Gone Forever_A Get Jack Reacher Novel
Page 24
Tega pushed the Five-seven pistol closer to Sheldon’s head. The muzzle pressed into her skin.
“This is your woman?”
He jerked her by the tuft of her hair, pulling her close to him. She let out a whimper. His lips moved inches from her ear.
I stayed quiet. Looked at the guy on the left-hand side, then the guy on the right-hand side, and then back to Tega.
Oskar Tega wasn’t anything special. He was older than I had pictured. Maybe early 50s. His hair was black and gray and slicked back. Stubble had besieged his face. Earlier I had thought that he wore black, but I was wrong. He was dressed in a dark green slicker. It looked black in the dark.
He had no muscle definition. No tone. He had no visible body fat either. He was a thin guy. So were his friends.
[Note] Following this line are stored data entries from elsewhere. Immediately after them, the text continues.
//! Error types shared by every harness stage.

use std::path::PathBuf;
use std::time::Duration;

use thiserror::Error;

use crate::method::Method;

pub type Result<T> = std::result::Result<T, HarnessError>;

/// Failure of an external program invocation.
#[derive(Debug, Error)]
pub enum ProcessError {
    #[error("failed to launch '{program}': {source}")]
    Spawn {
        program: String,
        #[source]
        source: std::io::Error,
    },

    #[error("'{program}' did not finish within {after:?} and was killed")]
    Timeout { program: String, after: Duration },

    #[error("'{program}' exited with {status}{}", fmt_output(.output))]
    NonZeroExit {
        program: String,
        status: String,
        output: String,
    },

    #[error("waiting on '{program}' failed: {source}")]
    Wait {
        program: String,
        #[source]
        source: std::io::Error,
    },
}

fn fmt_output(output: &str) -> String {
    if output.is_empty() {
        String::new()
    } else {
        format!(": {}", output)
    }
}

#[derive(Debug, Error)]
pub enum HarnessError {
    #[error(transparent)]
    Process(#[from] ProcessError),

    #[error("building the {method} structure failed: {reason}")]
    StructureBuild { method: Method, reason: String },

    #[error("structure for {method} not found at {}", .path.display())]
    MissingStructure { method: Method, path: PathBuf },

    #[error("malformed measurement file {}: {detail}", .path.display())]
    MalformedSidecar { path: PathBuf, detail: String },

    #[error("malformed distance output {}: {detail}", .path.display())]
    MalformedOutput { path: PathBuf, detail: String },

    #[error("invalid query set {}: {detail}", .path.display())]
    QuerySet { path: PathBuf, detail: String },

    #[error("invalid configuration: {0}")]
    Config(String),

    #[error("cannot aggregate: {0}")]
    InvalidAggregate(String),

    #[error("session cancelled")]
    Cancelled,

    #[error("session deadline of {0:?} exceeded")]
    DeadlineExceeded(Duration),

    #[error("I/O error on {}: {source}", .path.display())]
    Io {
        path: PathBuf,
        #[source]
        source: std::io::Error,
    },

    #[error("CSV error: {0}")]
    Csv(#[from] csv::Error),

    #[error("JSON error: {0}")]
    Json(#[from] serde_json::Error),
}

impl HarnessError {
    pub(crate) fn io(path: impl Into<PathBuf>, source: std::io::Error) -> Self {
        HarnessError::Io {
            path: path.into(),
            source,
        }
    }

    /// Whether the error only invalidates the trial that produced it.
    pub fn is_measurement_error(&self) -> bool {
        matches!(
            self,
            HarnessError::MalformedSidecar { .. } | HarnessError::MalformedOutput { .. }
        )
    }
}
I stared at Sheldon. I never lowered the CZ 52, even though I was pretty sure that it was useless.
She said, “I’m sorry. They were going to kill me.”
Tega nodded and then he whipped her around and pointed the Five-seven at her head.
“Toss the gun, Mr. Reacher. Or I kill her.”
Sheldon stared at me with tears in her eyes. She begged, “Please. They’ll kill me.”
I thought about Salbutamol again. I thought about asthma and I thought about Faye Matlind and her dead husband. And then I thought about Sheldon’s body. Immaculate.
I pictured her jogging around the lake in my mind. Kept my eyes open. Gun trained on Tega. With a body like that she must’ve run and exercised six, maybe seven days a week.
Asthma. Salbutamol. Faye Matlind.
Then in a sudden and quick movement, I pointed the gun straight at Sheldon, center mass and said, “Not if I kill her first.”
And then I squeezed the trigger.
Sheldon’s face turned white, but she hadn’t closed her eyes. She hadn’t flinched.
The gun hammer fell back and the empty air was filled with a snapping metallic sound like a mousetrap. It echoed into the trees and was lost in the distant sound of the roaring fire from across the lake.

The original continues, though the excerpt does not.